Stored data entries:
============

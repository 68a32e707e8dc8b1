//! Register access for one 8-bit GPIO-expander port (TCA6416/PCA9557 style register layout).

use crate::error::Error;
use crate::registers::addr;

/// One GPIO-expander device on a bus.
///
/// The struct owns (or borrows, via `&mut I2C`) the bus handle. Dropping it releases
/// the handle and leaves the pins as they are.
pub struct Expander<I2C> {
    i2c: I2C,
    address: u8,
}

impl<I2C> Expander<I2C> {
    /// Wrap the expander at `address`. No bus traffic.
    pub fn new(i2c: I2C, address: u8) -> Self {
        Self { i2c, address }
    }

    /// Return the 7-bit I2C address of this expander.
    pub fn address(&self) -> u8 {
        self.address
    }

    /// Give the bus handle back.
    pub fn release(self) -> I2C {
        self.i2c
    }
}

impl<I2C> Expander<I2C>
where
    I2C: embedded_hal::i2c::I2c,
{
    /// Program initial output levels, then pin directions. Pins turning into outputs start at
    /// `initial_output`.
    ///
    /// This is the reverse of the board's stock expander bring-up, which sets directions first and
    /// lets new outputs drive stale latch contents until the output write lands.
    pub fn init(&mut self, direction_mask: u8, initial_output: u8) -> Result<(), Error<I2C::Error>> {
        self.write_reg(addr::OUTPUT, initial_output)?;
        self.write_reg(addr::CONFIG, direction_mask)?;
        #[cfg(feature = "defmt")]
        defmt::debug!(
            "expander 0x{:02x}: config=0x{:02x} output=0x{:02x}",
            self.address,
            direction_mask,
            initial_output
        );
        Ok(())
    }

    /// Write a single register.
    pub fn write_reg(&mut self, reg: u8, value: u8) -> Result<(), Error<I2C::Error>> {
        #[cfg(feature = "defmt")]
        defmt::trace!("expander 0x{:02x}: write reg {} = 0x{:02x}", self.address, reg, value);
        self.i2c
            .write(self.address, &[reg, value])
            .map_err(Error::I2c)
    }

    /// Read a single register.
    pub fn read_reg(&mut self, reg: u8) -> Result<u8, Error<I2C::Error>> {
        let mut buf = [0u8; 1];
        self.i2c
            .write_read(self.address, &[reg], &mut buf)
            .map_err(Error::I2c)?;
        Ok(buf[0])
    }

    /// Update masked bits in a register (read-modify-write).
    pub fn update_reg(&mut self, reg: u8, mask: u8, value: u8) -> Result<(), Error<I2C::Error>> {
        let cur = self.read_reg(reg)?;
        let new = (cur & !mask) | (value & mask);
        self.write_reg(reg, new)
    }

    /// Actual pin levels, regardless of direction.
    pub fn read_input(&mut self) -> Result<u8, Error<I2C::Error>> {
        self.read_reg(addr::INPUT)
    }

    /// Output flip-flop contents (not the pin level).
    pub fn read_output(&mut self) -> Result<u8, Error<I2C::Error>> {
        self.read_reg(addr::OUTPUT)
    }

    pub fn write_output(&mut self, value: u8) -> Result<(), Error<I2C::Error>> {
        self.write_reg(addr::OUTPUT, value)
    }

    pub fn read_polarity(&mut self) -> Result<u8, Error<I2C::Error>> {
        self.read_reg(addr::POLARITY)
    }

    pub fn write_polarity(&mut self, value: u8) -> Result<(), Error<I2C::Error>> {
        self.write_reg(addr::POLARITY, value)
    }

    /// Pin directions; a set bit is an input.
    pub fn read_config(&mut self) -> Result<u8, Error<I2C::Error>> {
        self.read_reg(addr::CONFIG)
    }

    pub fn write_config(&mut self, value: u8) -> Result<(), Error<I2C::Error>> {
        self.write_reg(addr::CONFIG, value)
    }
}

============

AIM OF THE EXERCISE: All of the data above is to be transcribed without alteration.

EXERCISE ANSWER:
repository 68a32e707e8dc8b1
//! Register access for one 8-bit GPIO-expander port (TCA6416/PCA9557 style register layout).

use crate::error::Error;
use crate::registers::addr;

/// One GPIO-expander device on a bus.
///
/// The struct owns (or borrows, via `&mut I2C`) the bus handle. Dropping it releases
/// the handle and leaves the pins as they are.
pub struct Expander<I2C> {
    i2c: I2C,
    address: u8,
}

impl<I2C> Expander<I2C> {
    /// Wrap the expander at `address`. No bus traffic.
    pub fn new(i2c: I2C, address: u8) -> Self {
        Self { i2c, address }
    }

    /// Return the 7-bit I2C address of this expander.
    pub fn address(&self) -> u8 {
        self.address
    }

    /// Give the bus handle back.
    pub fn release(self) -> I2C {
        self.i2c
    }
}

impl<I2C> Expander<I2C>
where
    I2C: embedded_hal::i2c::I2c,
{
    /// Program initial output levels, then pin directions. Pins turning into outputs start at
    /// `initial_output`.
    ///
    /// This is the reverse of the board's stock expander bring-up, which sets directions first and
    /// lets new outputs drive stale latch contents until the output write lands.
    pub fn init(&mut self, direction_mask: u8, initial_output: u8) -> Result<(), Error<I2C::Error>> {
        self.write_reg(addr::OUTPUT, initial_output)?;
        self.write_reg(addr::CONFIG, direction_mask)?;
        #[cfg(feature = "defmt")]
        defmt::debug!(
            "expander 0x{:02x}: config=0x{:02x} output=0x{:02x}",
            self.address,
            direction_mask,
            initial_output
        );
        Ok(())
    }

    /// Write a single register.
    pub fn write_reg(&mut self, reg: u8, value: u8) -> Result<(), Error<I2C::Error>> {
        #[cfg(feature = "defmt")]
        defmt::trace!("expander 0x{:02x}: write reg {} = 0x{:02x}", self.address, reg, value);
        self.i2c
            .write(self.address, &[reg, value])
            .map_err(Error::I2c)
    }

    /// Read a single register.
    pub fn read_reg(&mut self, reg: u8) -> Result<u8, Error<I2C::Error>> {
        let mut buf = [0u8; 1];
        self.i2c
            .write_read(self.address, &[reg], &mut buf)
            .map_err(Error::I2c)?;
        Ok(buf[0])
    }

    /// Update masked bits in a register (read-modify-write).
    pub fn update_reg(&mut self, reg: u8, mask: u8, value: u8) -> Result<(), Error<I2C::Error>> {
        let cur = self.read_reg(reg)?;
        let new = (cur & !mask) | (value & mask);
        self.write_reg(reg, new)
    }

    /// Actual pin levels, regardless of direction.
    pub fn read_input(&mut self) -> Result<u8, Error<I2C::Error>> {
        self.read_reg(addr::INPUT)
    }

    /// Output flip-flop contents (not the pin level).
    pub fn read_output(&mut self) -> Result<u8, Error<I2C::Error>> {
        self.read_reg(addr::OUTPUT)
    }

    pub fn write_output(&mut self, value: u8) -> Result<(), Error<I2C::Error>> {
        self.write_reg(addr::OUTPUT, value)
    }

    pub fn read_polarity(&mut self) -> Result<u8, Error<I2C::Error>> {
        self.read_reg(addr::POLARITY)
    }

    pub fn write_polarity(&mut self, value: u8) -> Result<(), Error<I2C::Error>> {
        self.write_reg(addr::POLARITY, value)
    }

    /// Pin directions; a set bit is an input.
    pub fn read_config(&mut self) -> Result<u8, Error<I2C::Error>> {
        self.read_reg(addr::CONFIG)
    }

    pub fn write_config(&mut self, value: u8) -> Result<(), Error<I2C::Error>> {
        self.write_reg(addr::CONFIG, value)
    }
}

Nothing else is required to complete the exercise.